Beginning at the top of the listing, repeat each line exactly until the line with "pub trait FrameExtractor: Send" has been repeated too.

Start of Data shown

//! Still frame extraction from sampled media.

use std::ffi::OsString;
use std::path::{Path, PathBuf};
use std::process::Stdio;
use std::sync::Arc;
use std::time::Duration;

use async_trait::async_trait;

/// Errors from extracting a still frame.
#[derive(Debug, thiserror::Error)]
pub enum ExtractionError {
    #[error("failed to start {binary}: {source}")]
    Spawn {
        binary: String,
        #[source]
        source: std::io::Error,
    },

    #[error("extractor exited with {status}: {stderr}")]
    Failed { status: String, stderr: String },

    #[error("extractor produced no frame at {}", path.display())]
    NoFrame { path: PathBuf },

    #[error("extraction timed out after {after:?}")]
    TimedOut { after: Duration },

    #[error("both extraction attempts failed (seek: {preferred}; first frame: {fallback})")]
    Exhausted {
        preferred: Box<ExtractionError>,
        fallback: Box<ExtractionError>,
    },
}

/// Writes one still image from a video file.
///
/// Success means a non-empty image now exists at `output`.
#[async_trait]
pub trait FrameExtractor: Send + Sync {
    /// Extracts a frame at `timestamp`, or the first decodable frame when
    /// `timestamp` is `None`.
    ///
    /// # Errors
    /// - `ExtractionError::Spawn` - Extractor could not be started
    /// - `ExtractionError::Failed` - Extractor reported failure
    /// - `ExtractionError::NoFrame` - Extractor succeeded but wrote nothing
    /// - `ExtractionError::TimedOut` - Extractor exceeded its time limit
    async fn extract(
        &self,
        input: &Path,
        output: &Path,
        timestamp: Option<&str>,
    ) -> Result<(), ExtractionError>;
}

/// Frame extractor backed by an `ffmpeg` executable.
#[derive(Debug, Clone)]
pub struct FfmpegFrameExtractor {
    binary: PathBuf,
    timeout: Duration,
}

impl FfmpegFrameExtractor {
    pub fn new(binary: impl Into<PathBuf>, timeout: Duration) -> Self {
        Self {
            binary: binary.into(),
            timeout,
        }
    }

    fn args(input: &Path, output: &Path, timestamp: Option<&str>) -> Vec<OsString> {
        let mut args: Vec<OsString> = vec!["-y".into(), "-i".into(), input.into()];
        if let Some(timestamp) = timestamp {
            args.push("-ss".into());
            args.push(timestamp.into());
        }
        args.extend(["-vframes", "1", "-q:v", "2"].map(OsString::from));
        args.push(output.into());
        args
    }
}

#[async_trait]
impl FrameExtractor for FfmpegFrameExtractor {
    async fn extract(
        &self,
        input: &Path,
        output: &Path,
        timestamp: Option<&str>,
    ) -> Result<(), ExtractionError> {
        let mut cmd = tokio::process::Command::new(&self.binary);
        cmd.args(Self::args(input, output, timestamp))
            .stdin(Stdio::null())
            .stdout(Stdio::null())
            .stderr(Stdio::piped())
            .kill_on_drop(true);

        tracing::debug!(
            binary = %self.binary.display(),
            input = %input.display(),
            timestamp = timestamp.unwrap_or("first frame"),
            "Extracting still frame"
        );

        let result = tokio::time::timeout(self.timeout, cmd.output())
            .await
            .map_err(|_| ExtractionError::TimedOut {
                after: self.timeout,
            })?
            .map_err(|source| ExtractionError::Spawn {
                binary: self.binary.display().to_string(),
                source,
            })?;

        let stderr = String::from_utf8_lossy(&result.stderr);
        if !result.status.success() {
            return Err(ExtractionError::Failed {
                status: result.status.to_string(),
                stderr: stderr.trim().to_string(),
            });
        }
        if !stderr.is_empty() {
            tracing::trace!("ffmpeg stderr: {}", stderr);
        }

        let written = tokio::fs::metadata(output)
            .await
            .map(|meta| meta.len())
            .unwrap_or(0);
        if written == 0 {
            return Err(ExtractionError::NoFrame {
                path: output.to_path_buf(),
            });
        }
        Ok(())
    }
}

/// Which attempt produced the frame.
#[derive(Debug, Clone, Copy, PartialEq, Eq)]
pub enum FrameSource {
    PreferredTimestamp,
    FirstFrame,
}

/// Grabs a still frame, seeking first and falling back to the first frame.
///
/// A sample taken from the middle of a file often starts mid-GOP or is
/// shorter than the preferred timestamp, so the seek attempt may fail where
/// a plain first-frame decode succeeds. Exactly one fallback is attempted.
#[derive(Clone)]
pub struct StillFrameGrabber {
    extractor: Arc<dyn FrameExtractor>,
    preferred_timestamp: String,
}

impl StillFrameGrabber {
    pub fn new(extractor: Arc<dyn FrameExtractor>, preferred_timestamp: impl Into<String>) -> Self {
        Self {
            extractor,
            preferred_timestamp: preferred_timestamp.into(),
        }
    }

    /// # Errors
    /// - `ExtractionError::Exhausted` - Both attempts failed
    pub async fn grab(&self, input: &Path, output: &Path) -> Result<FrameSource, ExtractionError> {
        let preferred = match self
            .extractor
            .extract(input, output, Some(&self.preferred_timestamp))
            .await
        {
            Ok(()) => return Ok(FrameSource::PreferredTimestamp),
            Err(e) => e,
        };

        tracing::warn!(
            timestamp = %self.preferred_timestamp,
            error = %preferred,
            "Seeking extraction failed, retrying from the first frame"
        );
        // A failed attempt can leave a truncated image behind.
        let _ = tokio::fs::remove_file(output).await;

        match self.extractor.extract(input, output, None).await {
            Ok(()) => Ok(FrameSource::FirstFrame),
            Err(fallback) => Err(ExtractionError::Exhausted {
                preferred: Box::new(preferred),
                fallback: Box::new(fallback),
            }),
        }
    }
}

End of Data shown

• [Solution below]:
//! Still frame extraction from sampled media.

use std::ffi::OsString;
use std::path::{Path, PathBuf};
use std::process::Stdio;
use std::sync::Arc;
use std::time::Duration;

use async_trait::async_trait;

/// Errors from extracting a still frame.
#[derive(Debug, thiserror::Error)]
pub enum ExtractionError {
    #[error("failed to start {binary}: {source}")]
    Spawn {
        binary: String,
        #[source]
        source: std::io::Error,
    },

    #[error("extractor exited with {status}: {stderr}")]
    Failed { status: String, stderr: String },

    #[error("extractor produced no frame at {}", path.display())]
    NoFrame { path: PathBuf },

    #[error("extraction timed out after {after:?}")]
    TimedOut { after: Duration },

    #[error("both extraction attempts failed (seek: {preferred}; first frame: {fallback})")]
    Exhausted {
        preferred: Box<ExtractionError>,
        fallback: Box<ExtractionError>,
    },
}

/// Writes one still image from a video file.
///
/// Success means a non-empty image now exists at `output`.
#[async_trait]
pub trait FrameExtractor: Send + Sync {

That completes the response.